Collected data
☆ ☆ ☆ ☆ ☆
//! Minimal DER reader for RSA `SubjectPublicKeyInfo`.
//!
//! Only the path needed to pull `n` and `e` out of an RSA public key is
//! supported:
//!
//! ```text
//! SubjectPublicKeyInfo ::= SEQUENCE {
//!     algorithm        AlgorithmIdentifier,   -- skipped
//!     subjectPublicKey BIT STRING {
//!         RSAPublicKey ::= SEQUENCE {
//!             modulus         INTEGER,
//!             publicExponent  INTEGER
//!         }
//!     }
//! }
//! ```

use base64::{Engine as _, engine::general_purpose::URL_SAFE_NO_PAD};
use thiserror::Error;

const TAG_INTEGER: u8 = 0x02;
const TAG_BIT_STRING: u8 = 0x03;
const TAG_SEQUENCE: u8 = 0x30;

/// Longest long-form length accepted, in bytes.
const MAX_LENGTH_OCTETS: usize = 4;

/// Errors produced while walking DER input.
#[derive(Debug, Error, Clone, PartialEq, Eq)]
pub enum DerError {
    /// Input ended inside a tag, length or value.
    #[error("unexpected end of input at offset {offset}")]
    UnexpectedEnd {
        /// Byte offset where more input was needed.
        offset: usize,
    },

    /// A different element was found than the structure requires.
    #[error("expected tag 0x{expected:02x}, found 0x{found:02x} at offset {offset}")]
    UnexpectedTag {
        /// Tag required at this position.
        expected: u8,
        /// Tag actually present.
        found: u8,
        /// Byte offset of the tag.
        offset: usize,
    },

    /// Indefinite or oversized length encoding.
    #[error("unsupported length encoding 0x{0:02x}")]
    UnsupportedLength(u8),

    /// The BIT STRING declares unused bits, which a key never has.
    #[error("bit string has {0} unused bits")]
    UnusedBits(u8),

    /// An INTEGER with no content octets.
    #[error("empty integer")]
    EmptyInteger,
}

/// Raw RSA public key components, big-endian and unsigned.
#[derive(Debug, Clone, PartialEq, Eq)]
pub struct RsaPublicComponents {
    /// Modulus `n`, without the DER sign byte.
    pub modulus: Vec<u8>,
    /// Public exponent `e`.
    pub exponent: Vec<u8>,
}

impl RsaPublicComponents {
    /// Modulus as unpadded base64url, the JWK `n` member.
    #[must_use]
    pub fn modulus_b64url(&self) -> String {
        URL_SAFE_NO_PAD.encode(&self.modulus)
    }

    /// Exponent as unpadded base64url, the JWK `e` member.
    #[must_use]
    pub fn exponent_b64url(&self) -> String {
        URL_SAFE_NO_PAD.encode(&self.exponent)
    }
}

/// Extract `n` and `e` from a DER encoded RSA `SubjectPublicKeyInfo`.
///
/// One leading zero byte is stripped from the modulus; DER adds it whenever
/// the top bit of the first content byte is set.
///
/// # Errors
///
/// Returns [`DerError`] if the input does not follow the structure above.
///
/// # Examples
///
/// ```
/// use credential_issuer::keys::der::parse_public_key_components;
///
/// let spki = [
///     0x30, 0x1e, 0x30, 0x0d, 0x06, 0x09, 0x2a, 0x86, 0x48, 0x86, 0xf7, 0x0d, 0x01, 0x01,
///     0x01, 0x05, 0x00, 0x03, 0x0d, 0x00, 0x30, 0x0a, 0x02, 0x03, 0x00, 0xc5, 0x01, 0x02,
///     0x03, 0x01, 0x00, 0x01,
/// ];
/// let components = parse_public_key_components(&spki).unwrap();
/// assert_eq!(components.modulus_b64url(), "xQE");
/// assert_eq!(components.exponent_b64url(), "AQAB");
/// ```
pub fn parse_public_key_components(spki: &[u8]) -> Result<RsaPublicComponents, DerError> {
    let mut outer = Reader::new(spki);
    let mut spki_body = outer.nested(TAG_SEQUENCE)?;

    spki_body.element(TAG_SEQUENCE)?;

    let bit_string = spki_body.element(TAG_BIT_STRING)?;
    let (&unused_bits, key_bytes) = bit_string
        .split_first()
        .ok_or(DerError::UnexpectedEnd { offset: spki_body.pos })?;
    if unused_bits != 0 {
        return Err(DerError::UnusedBits(unused_bits));
    }

    let mut key = Reader::new(key_bytes);
    let mut rsa_key = key.nested(TAG_SEQUENCE)?;

    let modulus = rsa_key.element(TAG_INTEGER)?;
    let exponent = rsa_key.element(TAG_INTEGER)?;
    if modulus.is_empty() || exponent.is_empty() {
        return Err(DerError::EmptyInteger);
    }

    let modulus = match modulus {
        [0x00, rest @ ..] if !rest.is_empty() => rest,
        other => other,
    };

    Ok(RsaPublicComponents {
        modulus: modulus.to_vec(),
        exponent: exponent.to_vec(),
    })
}

/// Decode a DER length field at the start of `bytes`.
///
/// Returns the decoded length and how many bytes the field occupied.
pub(crate) fn decode_length(bytes: &[u8]) -> Result<(usize, usize), DerError> {
    let first = *bytes.first().ok_or(DerError::UnexpectedEnd { offset: 0 })?;

    if first < 0x80 {
        return Ok((usize::from(first), 1));
    }

    let octets = usize::from(first & 0x7f);
    if octets == 0 || octets > MAX_LENGTH_OCTETS {
        return Err(DerError::UnsupportedLength(first));
    }

    let field = bytes
        .get(1..=octets)
        .ok_or(DerError::UnexpectedEnd { offset: bytes.len() })?;
    let length = field
        .iter()
        .fold(0usize, |acc, &b| (acc << 8) | usize::from(b));

    Ok((length, 1 + octets))
}

/// Cursor over a DER byte slice.
struct Reader<'a> {
    bytes: &'a [u8],
    pos: usize,
}

impl<'a> Reader<'a> {
    const fn new(bytes: &'a [u8]) -> Self {
        Self { bytes, pos: 0 }
    }

    /// Read one TLV with the given tag and return its content octets.
    fn element(&mut self, tag: u8) -> Result<&'a [u8], DerError> {
        let found = *self
            .bytes
            .get(self.pos)
            .ok_or(DerError::UnexpectedEnd { offset: self.pos })?;
        if found != tag {
            return Err(DerError::UnexpectedTag {
                expected: tag,
                found,
                offset: self.pos,
            });
        }

        let length_start = self.pos + 1;
        let rest = self
            .bytes
            .get(length_start..)
            .ok_or(DerError::UnexpectedEnd { offset: length_start })?;
        let (length, consumed) = decode_length(rest).map_err(|err| match err {
            DerError::UnexpectedEnd { offset } => DerError::UnexpectedEnd {
                offset: length_start + offset,
            },
            other => other,
        })?;

        let start = length_start + consumed;
        let end = start
            .checked_add(length)
            .filter(|end| *end <= self.bytes.len())
            .ok_or(DerError::UnexpectedEnd {
                offset: self.bytes.len(),
            })?;

        self.pos = end;
        Ok(&self.bytes[start..end])
    }

    /// Read a constructed element and return a reader over its contents.
    fn nested(&mut self, tag: u8) -> Result<Reader<'a>, DerError> {
        self.element(tag).map(Reader::new)
    }
}

#[cfg(test)]
#[allow(clippy::unwrap_used)]
mod tests {
    use super::*;
    use proptest::prelude::*;

    /// 2048-bit RSA public key, SubjectPublicKeyInfo DER.
    const SPKI_2048_HEX: &str = concat!(
        "30820122300d06092a864886f70d01010105000382010f003082010a0282010100",
        "b3779f79854a1bab286998634231bda9fdcc47b2a62e56c611132c1eb21e7c3c",
        "0e25fb4672bd9bf2b34b52aac0f4c1d688794e83aaf6a11d6ddac83aaae74e71",
        "30746525d3d81205f8fb56c3ddb43cc0a92a60b4aa36f5d6803600dfe977b3a7",
        "b8e229c51990256c970721ac2b8f78daadc8f171414f4c96cae4ea9519a9915b",
        "df0e5246bb462daec7ad49320df611ec54abfdb593b26757b66cc75a8a8f581c",
        "5025048b140f14a14d0154b2267c1d6608e20e7f2010c31e0f0c86df6891afc3",
        "4d5d890bd34606796172e63e6be3f56e3594890e21f1bf1cbd358a074a0852f7",
        "f3e556ae5e5c9570e5ce37cdeb4014b13a46522e0ded33c81ec6eac1e168642d",
        "0203010001",
    );

    const SPKI_2048_N: &str = concat!(
        "s3efeYVKG6soaZhjQjG9qf3MR7KmLlbGERMsHrIefDwOJftGcr2b8rNLUqrA9MHW",
        "iHlOg6r2oR1t2sg6qudOcTB0ZSXT2BIF-PtWw920PMCpKmC0qjb11oA2AN_pd7On",
        "uOIpxRmQJWyXByGsK4942q3I8XFBT0yWyuTqlRmpkVvfDlJGu0YtrsetSTIN9hHs",
        "VKv9tZOyZ1e2bMdaio9YHFAlBIsUDxShTQFUsiZ8HWYI4g5_IBDDHg8Mht9oka_D",
        "TV2JC9NGBnlhcuY-a-P1bjWUiQ4h8b8cvTWKB0oIUvfz5VauXlyVcOXON83rQBSx",
        "OkZSLg3tM8gexurB4WhkLQ",
    );

    /// Hand-built key: n = 0xc501 (sign byte present), e = 65537.
    const SPKI_TINY: [u8; 32] = [
        0x30, 0x1e, 0x30, 0x0d, 0x06, 0x09, 0x2a, 0x86, 0x48, 0x86, 0xf7, 0x0d, 0x01, 0x01, 0x01,
        0x05, 0x00, 0x03, 0x0d, 0x00, 0x30, 0x0a, 0x02, 0x03, 0x00, 0xc5, 0x01, 0x02, 0x03, 0x01,
        0x00, 0x01,
    ];

    #[test]
    fn test_parses_2048_bit_key() {
        let spki = hex::decode(SPKI_2048_HEX).unwrap();
        assert_eq!(spki.len(), 294);

        let components = parse_public_key_components(&spki).unwrap();

        assert_eq!(components.modulus.len(), 256);
        assert_eq!(components.modulus[0], 0xb3);
        assert_eq!(components.modulus_b64url(), SPKI_2048_N);
        assert_eq!(components.exponent_b64url(), "AQAB");
    }

    #[test]
    fn test_parses_short_form_lengths_and_strips_sign_byte() {
        let components = parse_public_key_components(&SPKI_TINY).unwrap();

        assert_eq!(components.modulus, vec![0xc5, 0x01]);
        assert_eq!(components.exponent, vec![0x01, 0x00, 0x01]);
        assert_eq!(components.modulus_b64url(), "xQE");
        assert_eq!(components.exponent_b64url(), "AQAB");
    }

    #[test]
    fn test_modulus_without_sign_byte_is_kept() {
        let mut spki = SPKI_TINY;
        // Leading byte 0x01 is part of the value, not a sign byte.
        spki[24] = 0x01;
        let components = parse_public_key_components(&spki).unwrap();

        assert_eq!(components.modulus, vec![0x01, 0xc5, 0x01]);
    }

    #[test]
    fn test_rejects_wrong_outer_tag() {
        let mut spki = SPKI_TINY;
        spki[0] = 0x31;

        assert_eq!(
            parse_public_key_components(&spki),
            Err(DerError::UnexpectedTag {
                expected: TAG_SEQUENCE,
                found: 0x31,
                offset: 0,
            })
        );
    }

    #[test]
    fn test_rejects_truncated_input() {
        for cut in [0, 1, 10, 20, 31] {
            assert!(
                matches!(
                    parse_public_key_components(&SPKI_TINY[..cut]),
                    Err(DerError::UnexpectedEnd { .. })
                ),
                "cut at {cut}"
            );
        }
    }

    #[test]
    fn test_rejects_unused_bits() {
        let mut spki = SPKI_TINY;
        spki[19] = 0x03;

        assert_eq!(
            parse_public_key_components(&spki),
            Err(DerError::UnusedBits(3))
        );
    }

    #[test]
    fn test_rejects_indefinite_length() {
        assert_eq!(decode_length(&[0x80]), Err(DerError::UnsupportedLength(0x80)));
        assert_eq!(decode_length(&[0x85, 1, 2, 3, 4, 5]), Err(DerError::UnsupportedLength(0x85)));
    }

    #[test]
    fn test_decodes_long_form_lengths() {
        assert_eq!(decode_length(&[0x81, 0x80]), Ok((128, 2)));
        assert_eq!(decode_length(&[0x82, 0x01, 0x22]), Ok((290, 3)));
        assert_eq!(
            decode_length(&[0x82, 0x01]),
            Err(DerError::UnexpectedEnd { offset: 2 })
        );
    }

    fn encode_length(length: usize) -> Vec<u8> {
        if length < 0x80 {
            return vec![u8::try_from(length).unwrap()];
        }
        let be = length.to_be_bytes();
        let skip = be.iter().take_while(|b| **b == 0).count();
        let mut out = vec![0x80 | u8::try_from(be.len() - skip).unwrap()];
        out.extend_from_slice(&be[skip..]);
        out
    }

    proptest! {
        #[test]
        fn prop_length_decoder_inverts_encoding(length in 0usize..=0xffff_ffff) {
            let encoded = encode_length(length);
            prop_assert_eq!(decode_length(&encoded), Ok((length, encoded.len())));
        }

        #[test]
        fn prop_parser_never_panics(bytes in proptest::collection::vec(any::<u8>(), 0..64)) {
            let _ = parse_public_key_components(&bytes);
        }
    }
}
☆ ☆ ☆ ☆ ☆
**Exercise brief**
Would you copy, unchanged, the stretch of the records above that begins at the line containing "if length <" and ends at the line containing "fn prop_parser_never_panics(bytes in", and only that?

**Output for this task**
        if length < 0x80 {
            return vec![u8::try_from(length).unwrap()];
        }
        let be = length.to_be_bytes();
        let skip = be.iter().take_while(|b| **b == 0).count();
        let mut out = vec![0x80 | u8::try_from(be.len() - skip).unwrap()];
        out.extend_from_slice(&be[skip..]);
        out
    }

    proptest! {
        #[test]
        fn prop_length_decoder_inverts_encoding(length in 0usize..=0xffff_ffff) {
            let encoded = encode_length(length);
            prop_assert_eq!(decode_length(&encoded), Ok((length, encoded.len())));
        }

        #[test]
        fn prop_parser_never_panics(bytes in proptest::collection::vec(any::<u8>(), 0..64)) {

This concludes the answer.